#![forbid(unsafe_code)]

//! Pre-render reconciliation of props against persisted state.
//!
//! | Children input | Roster | Outcome |
//! |----------------|--------|---------|
//! | `Empty` | any | `MissingChildren` diagnostic, no change |
//! | `Single` | any | `SingularChild` diagnostic, no change |
//! | empty `Sequence` | any | no change (data still loading) |
//! | non-empty `Sequence` | populated | no change |
//! | non-empty `Sequence` | empty | populate |
//!
//! Populating never happens twice for the same state. Growing or shrinking the
//! children list afterwards leaves the roster as first captured.

use crate::diagnostic::{Diagnostic, DiagnosticSink};
use crate::element::ChildrenInput;
use crate::props::GroupProps;
use crate::roster::build_component_map;
use crate::state::GroupState;

/// What a reconciliation pass did.
#[derive(Debug, Clone, Copy, PartialEq, Eq)]
pub enum Reconciliation {
    /// No children input; diagnostic emitted.
    MissingChildren,
    /// Single element input; diagnostic emitted.
    SingularChild,
    /// Empty sequence; waiting for children.
    AwaitingChildren,
    /// Roster already captured; state untouched.
    AlreadyPopulated,
    /// Roster captured from this pass's children.
    Populated { len: usize, active_id: usize },
}

impl Reconciliation {
    #[inline]
    pub fn changed_state(self) -> bool {
        matches!(self, Self::Populated { .. })
    }
}

/// Run one reconciliation pass.
pub fn reconcile(
    state: &mut GroupState,
    props: &GroupProps,
    sink: &mut dyn DiagnosticSink,
) -> Reconciliation {
    let children = match &props.children {
        ChildrenInput::Empty => {
            sink.emit(Diagnostic::MissingChildren);
            return Reconciliation::MissingChildren;
        }
        ChildrenInput::Single(_) => {
            sink.emit(Diagnostic::SingularChild);
            return Reconciliation::SingularChild;
        }
        ChildrenInput::Sequence(children) => children,
    };

    if children.is_empty() {
        return Reconciliation::AwaitingChildren;
    }
    if state.is_populated() {
        return Reconciliation::AlreadyPopulated;
    }

    let roster = build_component_map(children, props.nesting(), sink);
    let active_id = props.default_active.unwrap_or(0);
    if active_id >= roster.len() {
        sink.emit(Diagnostic::ActiveOutOfRange {
            index: active_id,
            len: roster.len(),
        });
    }

    tracing::debug!(
        target: "active_group",
        len = roster.len(),
        active_id,
        external = ?props.default_active,
        "roster populated"
    );

    let len = roster.len();
    state.roster = roster;
    state.active_id = Some(active_id);
    // Raw external value, not the defaulted index.
    state.last_observed_external = props.default_active;

    Reconciliation::Populated { len, active_id }
}
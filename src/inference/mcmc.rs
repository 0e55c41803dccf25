//! Random-walk Metropolis sampling and posterior summaries.
//!
//! [`metropolis`] draws one chain from an unnormalized log density on the
//! real line. The proposal is Gaussian; during the tuning phase its scale is
//! adapted by a Robbins–Monro recursion on `ln σ` so that the acceptance
//! probability approaches the requested target. Tuning draws are discarded.
//!
//! [`hdi`] and [`gelman_rubin`] summarize the draws.

use rand::distributions::{Distribution, Open01};
use rand::Rng;
use rand_distr::StandardNormal;

/// Settings for a single Metropolis chain.
#[derive(Debug, Clone, Copy)]
pub struct MetropolisSettings {
    /// Retained draws.
    pub draws: usize,
    /// Adaptation steps before the retained draws.
    pub tune: usize,
    /// Target mean acceptance probability during tuning.
    pub target_accept: f64,
    /// Starting proposal standard deviation.
    pub initial_scale: f64,
}

impl Default for MetropolisSettings {
    fn default() -> Self {
        Self {
            draws: 1000,
            tune: 1000,
            target_accept: 0.44,
            initial_scale: 0.5,
        }
    }
}

/// One chain of retained draws.
#[derive(Debug, Clone, PartialEq)]
pub struct Chain {
    pub draws: Vec<f64>,
    /// Fraction of accepted proposals among the retained draws.
    pub acceptance_rate: f64,
    /// Proposal scale after tuning.
    pub scale: f64,
}

/// Run a random-walk Metropolis chain on `log_target` from `x0`.
///
/// `log_target` may return `-∞` (or NaN) to reject a point outright. The
/// caller is responsible for a finite `log_target(x0)`.
///
/// # Example
///
/// ```
/// use alshenawy::inference::mcmc::{metropolis, MetropolisSettings};
/// use rand::{rngs::StdRng, SeedableRng};
///
/// let mut rng = StdRng::seed_from_u64(1);
/// let settings = MetropolisSettings { draws: 20_000, ..Default::default() };
/// // standard normal target
/// let chain = metropolis(|x| -0.5 * x * x, 3.0, &settings, &mut rng);
/// let mean = chain.draws.iter().sum::<f64>() / chain.draws.len() as f64;
/// assert!(mean.abs() < 0.1);
/// ```
pub fn metropolis<R: Rng + ?Sized>(
    log_target: impl Fn(f64) -> f64,
    x0: f64,
    settings: &MetropolisSettings,
    rng: &mut R,
) -> Chain {
    let mut x = x0;
    let mut lp = log_target(x);
    let mut ln_scale = settings.initial_scale.ln();
    let mut draws = Vec::with_capacity(settings.draws);
    let mut accepted = 0usize;

    for step in 0..settings.tune + settings.draws {
        let scale = ln_scale.exp();
        let z: f64 = rng.sample(StandardNormal);
        let proposal = x + scale * z;
        let lp_new = log_target(proposal);

        let log_ratio = lp_new - lp;
        let accept_prob = if log_ratio.is_nan() {
            0.0
        } else {
            log_ratio.min(0.0).exp()
        };
        let u: f64 = Open01.sample(rng);
        let accept = u < accept_prob;
        if accept {
            x = proposal;
            lp = lp_new;
        }

        if step < settings.tune {
            let gain = ((step + 1) as f64).powf(-0.6);
            ln_scale += gain * (accept_prob - settings.target_accept);
        } else {
            draws.push(x);
            if accept {
                accepted += 1;
            }
        }
    }

    let acceptance_rate = if settings.draws == 0 {
        0.0
    } else {
        accepted as f64 / settings.draws as f64
    };

    Chain {
        draws,
        acceptance_rate,
        scale: ln_scale.exp(),
    }
}

/// Highest-density interval: the narrowest window of the sorted draws that
/// spans `⌊prob·n⌋ + 1` of them.
///
/// Returns `None` for an empty slice, NaN draws, or `prob` outside (0, 1).
///
/// # Example
///
/// ```
/// use alshenawy::inference::mcmc::hdi;
///
/// let draws: Vec<f64> = (0..=100).map(f64::from).collect();
/// let (lo, hi) = hdi(&draws, 0.5).unwrap();
/// assert_eq!(hi - lo, 50.0);
/// ```
pub fn hdi(draws: &[f64], prob: f64) -> Option<(f64, f64)> {
    if draws.is_empty() || !(prob > 0.0 && prob < 1.0) || draws.iter().any(|d| d.is_nan()) {
        return None;
    }
    let mut sorted = draws.to_vec();
    sorted.sort_by(f64::total_cmp);

    let n = sorted.len();
    let inc = (prob * n as f64).floor() as usize;
    let windows = n - inc;

    let (start, _) = (0..windows)
        .map(|i| (i, sorted[i + inc] - sorted[i]))
        .fold((0, f64::INFINITY), |best, cur| if cur.1 < best.1 { cur } else { best });

    Some((sorted[start], sorted[start + inc]))
}

/// Gelman–Rubin potential scale reduction factor R̂.
///
/// Needs at least two chains of equal length ≥ 2 with non-zero within-chain
/// variance; `None` otherwise.
pub fn gelman_rubin(chains: &[Vec<f64>]) -> Option<f64> {
    let m = chains.len();
    let n = chains.first()?.len();
    if m < 2 || n < 2 || chains.iter().any(|c| c.len() != n) {
        return None;
    }
    let nf = n as f64;
    let mf = m as f64;

    let means: Vec<f64> = chains.iter().map(|c| c.iter().sum::<f64>() / nf).collect();
    let grand = means.iter().sum::<f64>() / mf;

    let within = chains
        .iter()
        .zip(&means)
        .map(|(c, mean)| c.iter().map(|x| (x - mean).powi(2)).sum::<f64>() / (nf - 1.0))
        .sum::<f64>()
        / mf;
    if within <= 0.0 {
        return None;
    }
    let between = nf * means.iter().map(|mu| (mu - grand).powi(2)).sum::<f64>() / (mf - 1.0);

    let pooled = (nf - 1.0) / nf * within + between / nf;
    Some((pooled / within).sqrt())
}
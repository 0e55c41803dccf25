use serde::Serialize;

use super::{check_sample_size, InferenceError};

/// Closed interval `[lower, upper]` with `lower ≤ upper`.
#[derive(Debug, Clone, Copy, PartialEq, Serialize)]
pub struct ConfidenceInterval {
    lower: f64,
    upper: f64,
}

impl ConfidenceInterval {
    /// Fails with [`InferenceError::InvalidInterval`] if `lower > upper` or
    /// either bound is NaN. Infinite bounds are accepted.
    ///
    /// ```
    /// use alshenawy::inference::ConfidenceInterval;
    ///
    /// assert!(ConfidenceInterval::new(2.0, 1.0).is_err());
    /// let ci = ConfidenceInterval::new(1.0, 2.0).unwrap();
    /// assert!(ci.contains(1.5) && !ci.contains(0.5));
    /// ```
    pub fn new(lower: f64, upper: f64) -> Result<Self, InferenceError> {
        if lower <= upper {
            Ok(Self { lower, upper })
        } else {
            Err(InferenceError::InvalidInterval { lower, upper })
        }
    }

    pub fn lower(&self) -> f64 {
        self.lower
    }

    pub fn upper(&self) -> f64 {
        self.upper
    }

    /// Inclusive on both ends.
    pub fn contains(&self, value: f64) -> bool {
        self.lower <= value && value <= self.upper
    }

    pub fn width(&self) -> f64 {
        self.upper - self.lower
    }
}

/// Outcome of one estimation trial.
#[derive(Debug, Clone, Copy, PartialEq, Serialize)]
pub struct Simulation {
    sample_size: usize,
    true_param: f64,
    estimated_param: f64,
    ci: ConfidenceInterval,
}

impl Simulation {
    /// Fails with [`InferenceError::InvalidSampleSize`] for `sample_size == 0`.
    ///
    /// ```
    /// use alshenawy::inference::{ConfidenceInterval, Simulation};
    ///
    /// let ci = ConfidenceInterval::new(2.0, 3.0).unwrap();
    /// let sim = Simulation::new(10, 2.0, 2.5, ci).unwrap();
    /// assert_eq!(sim.deviation(), 0.5);
    /// assert!(sim.ci_contains_true_param());
    /// ```
    pub fn new(
        sample_size: usize,
        true_param: f64,
        estimated_param: f64,
        ci: ConfidenceInterval,
    ) -> Result<Self, InferenceError> {
        Ok(Self {
            sample_size: check_sample_size(sample_size)?,
            true_param,
            estimated_param,
            ci,
        })
    }

    pub fn sample_size(&self) -> usize {
        self.sample_size
    }

    pub fn true_param(&self) -> f64 {
        self.true_param
    }

    pub fn estimated_param(&self) -> f64 {
        self.estimated_param
    }

    pub fn ci(&self) -> ConfidenceInterval {
        self.ci
    }

    /// `estimated_param − true_param`.
    pub fn deviation(&self) -> f64 {
        self.estimated_param - self.true_param
    }

    pub fn ci_contains_true_param(&self) -> bool {
        self.ci.contains(self.true_param)
    }
}
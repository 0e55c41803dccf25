use crate::traits::FloatScalar;

use super::OptimError;

/// Backtracking line search satisfying the Armijo (sufficient decrease) condition.
///
/// Starts with `alpha = 1` and contracts by factor `rho` until:
/// `f(x + α·p) ≤ f(x) + c1·α·f'(x)·p`
///
/// A non-finite trial value never satisfies the condition, so steps out of
/// the objective's domain are shortened.
///
/// Returns `(alpha, f_new, evals)`.
#[allow(clippy::too_many_arguments)]
pub(crate) fn backtracking_armijo<T: FloatScalar>(
    f_at_x: T,
    grad_dot_p: T,
    x: T,
    p: T,
    f: &mut impl FnMut(T) -> T,
    c1: T,
    rho: T,
    max_iter: usize,
) -> Result<(T, T, usize), OptimError> {
    let mut alpha = T::one();
    let mut evals = 0;

    for _ in 0..max_iter {
        let f_new = f(x + alpha * p);
        evals += 1;

        if f_new.is_finite() && f_new <= f_at_x + c1 * alpha * grad_dot_p {
            return Ok((alpha, f_new, evals));
        }

        alpha = alpha * rho;
    }

    Err(OptimError::LineSearchFailed)
}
┄┄┄┄┄┄┄┄┄┄
Given the records above, restate word for word only the lines starting at the one with "log_ratio.min(0.0).exp()" and ending at the one with "let n = chains.first()?.len();".

            log_ratio.min(0.0).exp()
        };
        let u: f64 = Open01.sample(rng);
        let accept = u < accept_prob;
        if accept {
            x = proposal;
            lp = lp_new;
        }

        if step < settings.tune {
            let gain = ((step + 1) as f64).powf(-0.6);
            ln_scale += gain * (accept_prob - settings.target_accept);
        } else {
            draws.push(x);
            if accept {
                accepted += 1;
            }
        }
    }

    let acceptance_rate = if settings.draws == 0 {
        0.0
    } else {
        accepted as f64 / settings.draws as f64
    };

    Chain {
        draws,
        acceptance_rate,
        scale: ln_scale.exp(),
    }
}

/// Highest-density interval: the narrowest window of the sorted draws that
/// spans `⌊prob·n⌋ + 1` of them.
///
/// Returns `None` for an empty slice, NaN draws, or `prob` outside (0, 1).
///
/// # Example
///
/// ```
/// use alshenawy::inference::mcmc::hdi;
///
/// let draws: Vec<f64> = (0..=100).map(f64::from).collect();
/// let (lo, hi) = hdi(&draws, 0.5).unwrap();
/// assert_eq!(hi - lo, 50.0);
/// ```
pub fn hdi(draws: &[f64], prob: f64) -> Option<(f64, f64)> {
    if draws.is_empty() || !(prob > 0.0 && prob < 1.0) || draws.iter().any(|d| d.is_nan()) {
        return None;
    }
    let mut sorted = draws.to_vec();
    sorted.sort_by(f64::total_cmp);

    let n = sorted.len();
    let inc = (prob * n as f64).floor() as usize;
    let windows = n - inc;

    let (start, _) = (0..windows)
        .map(|i| (i, sorted[i + inc] - sorted[i]))
        .fold((0, f64::INFINITY), |best, cur| if cur.1 < best.1 { cur } else { best });

    Some((sorted[start], sorted[start + inc]))
}

/// Gelman–Rubin potential scale reduction factor R̂.
///
/// Needs at least two chains of equal length ≥ 2 with non-zero within-chain
/// variance; `None` otherwise.
pub fn gelman_rubin(chains: &[Vec<f64>]) -> Option<f64> {
    let m = chains.len();
    let n = chains.first()?.len();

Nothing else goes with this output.